L’annonce d’Elon Musk selon laquelle il pourrait acheter TikTok n’a pas non plus été bien accueillie par de nombreux utilisateurs de réseaux sociaux. Musk, comme nous le savons, possède déjà X, anciennement Twitter, qu’il a acheté en 2022 et qui a depuis été une cible constante de critiques pour avoir utilisé le réseau pour promouvoir ses opinions ainsi que celles de certains partis politiques en Europe. Il a également été accusé d’utiliser son algorithme pour aider Trump et d’utiliser X pour ses intérêts privés. Cependant, si Musk devait posséder à la fois X et TikTok, la question se pose de ce que cela signifierait pour le grand public. Le Euronews a parlé avec certains experts qui ont averti que la prise de contrôle de TikTok par Musk serait ‘inappropriée et dangereuse’.
Concentration du pouvoir
La question de la propriété des réseaux sociaux entre les mains d’un nombre de plus en plus réduit de puissants leaders technologiques n’est pas nouvelle, ni limitée à Musk ou TikTok. Si une autre plateforme comme TikTok, que des millions de personnes utilisent quotidiennement, tombait entre les mains de milliardaires technologiques ou de ‘broligars‘ (broligarchie), quelles seraient les conséquences ?

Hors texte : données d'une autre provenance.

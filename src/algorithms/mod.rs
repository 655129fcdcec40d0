pub mod distance;
pub mod merge;
#[cfg(feature = "parallel")]
pub mod parallel;
pub mod quality;
pub mod selection;
pub mod similarity;
pub mod transform;
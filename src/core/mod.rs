pub mod config;
pub mod numeric;
pub mod shapelet;
pub mod timeseries;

Le terme ‘broligarchie‘ fait référence à une expression informelle et familière utilisée pour décrire une situation où une poignée de milliardaires technologiques—souvent des hommes, bien connectés ou partageant des visions du monde similaires—ont une influence disproportionnée sur des secteurs clés de la société, y compris la technologie, les médias et les réseaux sociaux.
Le PDG de Meta Mark Zuckerberg, Elon Musk et d’autres fondateurs de réseaux sociaux ont un ‘pouvoir arbitraire‘ sur la manipulation des informations que le public reçoit, et cela à grande échelle, affirme Marc Faddoul, co-fondateur de l’organisation à but non lucratif européenne AI Forensics, qui enquête sur les algorithmes. Son opinion est partagée par d’autres experts. Selon Paul Reilly, maître de conférences en communication à l’Université de Glasgow, la propriété concentrée signifie que les milliardaires peuvent décider à leur discrétion ce qui sera promu ou supprimé de leurs plateformes, sans réelle responsabilité envers les citoyens.

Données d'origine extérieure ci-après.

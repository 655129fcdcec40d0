//! Shapelet selection on a synthetic two-class dataset.
//!
//! Class 1 series carry a short spike-and-dip motif at a random-looking
//! offset, class 0 series are smooth waves. The selected shapelets should
//! come from the motif windows of the class 1 series.
//!
//! Run with: cargo run --release --example motif_selection
//! Set `RUST_LOG=shapelet_rs=debug` to follow each selection round.

use shapelet_rs::{Dataset, FloatTransform, SelectionConfig};
use tracing_subscriber::{layer::SubscriberExt, util::SubscriberInitExt};

fn main() -> shapelet_rs::Result<()> {
    tracing_subscriber::registry()
        .with(tracing_subscriber::EnvFilter::try_from_default_env().unwrap_or_else(|_| "info".into()))
        .with(tracing_subscriber::fmt::layer().without_time())
        .init();

    let n_series = 12;
    let len = 80;
    let motif = [0.0, 2.5, 4.0, 1.0, -1.5, 0.5];

    let rows: Vec<(u8, Vec<f64>)> = (0..n_series)
        .map(|s| {
            let label = (s % 2) as u8;
            let phase = s as f64 * 0.9;
            let mut values: Vec<f64> = (0..len)
                .map(|i| 3.0 + (i as f64 * std::f64::consts::TAU / 25.0 + phase).sin())
                .collect();
            if label == 1 {
                let offset = (s * 17) % (len - motif.len());
                for (j, m) in motif.iter().enumerate() {
                    values[offset + j] += m;
                }
            }
            (label, values)
        })
        .collect();
    let ds = Dataset::<f64>::from_f64(&rows)?;

    let config = SelectionConfig::new(4, 10, 5);
    let engine = FloatTransform::new(config);

    #[cfg(feature = "parallel")]
    let selection = engine.select_parallel(&ds, 4)?;
    #[cfg(not(feature = "parallel"))]
    let selection = engine.select(&ds)?;

    println!("Shapelet Selection");
    println!("==================");
    println!("Series: {n_series} x {len}, lengths 4..=10, k = 5");
    println!("Candidates scored: {}\n", selection.candidates_evaluated);
    println!(
        "{:>4}  {:>6}  {:>6}  {:>6}  {:>12}",
        "Rank", "Series", "Start", "Length", "Quality"
    );
    println!("{:-<42}", "");
    for (rank, s) in selection.shapelets.iter().enumerate() {
        println!(
            "{:>4}  {:>6}  {:>6}  {:>6}  {:>12.4}",
            rank, s.series, s.start, s.length, s.quality
        );
    }

    let from_class_one = selection
        .shapelets
        .iter()
        .filter(|s| ds[s.series].label() == 1)
        .count();
    println!(
        "\n{from_class_one}/{} shapelets come from class 1 series",
        selection.shapelets.len()
    );
    Ok(())
}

Par exemple, Meta a supprimé les vérificateurs de faits de ses plateformes pour introduire des ‘notes communautaires’, où les utilisateurs corrigent les informations entre eux, similaire à X. Reilly estime que de telles décisions permettent un changement dans le discours public dans une direction qui reflète les intérêts personnels du propriétaire de la plateforme.
– Ils promeuvent souvent la liberté d’expression absolue… mais cette liberté n’est pas clairement définie – souligne Reilly.
Par exemple, une étude de Human Rights Watch a révélé que Meta a censuré des publications palestiniennes et les a ‘interdites’ sur Instagram et Facebook. Les algorithmes des réseaux sociaux soutiennent également les opinions des ‘broligars’, facilitant ainsi l’incitation à la colère et aux divisions parmi les utilisateurs, ce qui encourage le soutien à des partis politiques alignés avec leurs intérêts commerciaux, explique Fiona Scott Morton, chercheuse senior au think tank européen Bruegel.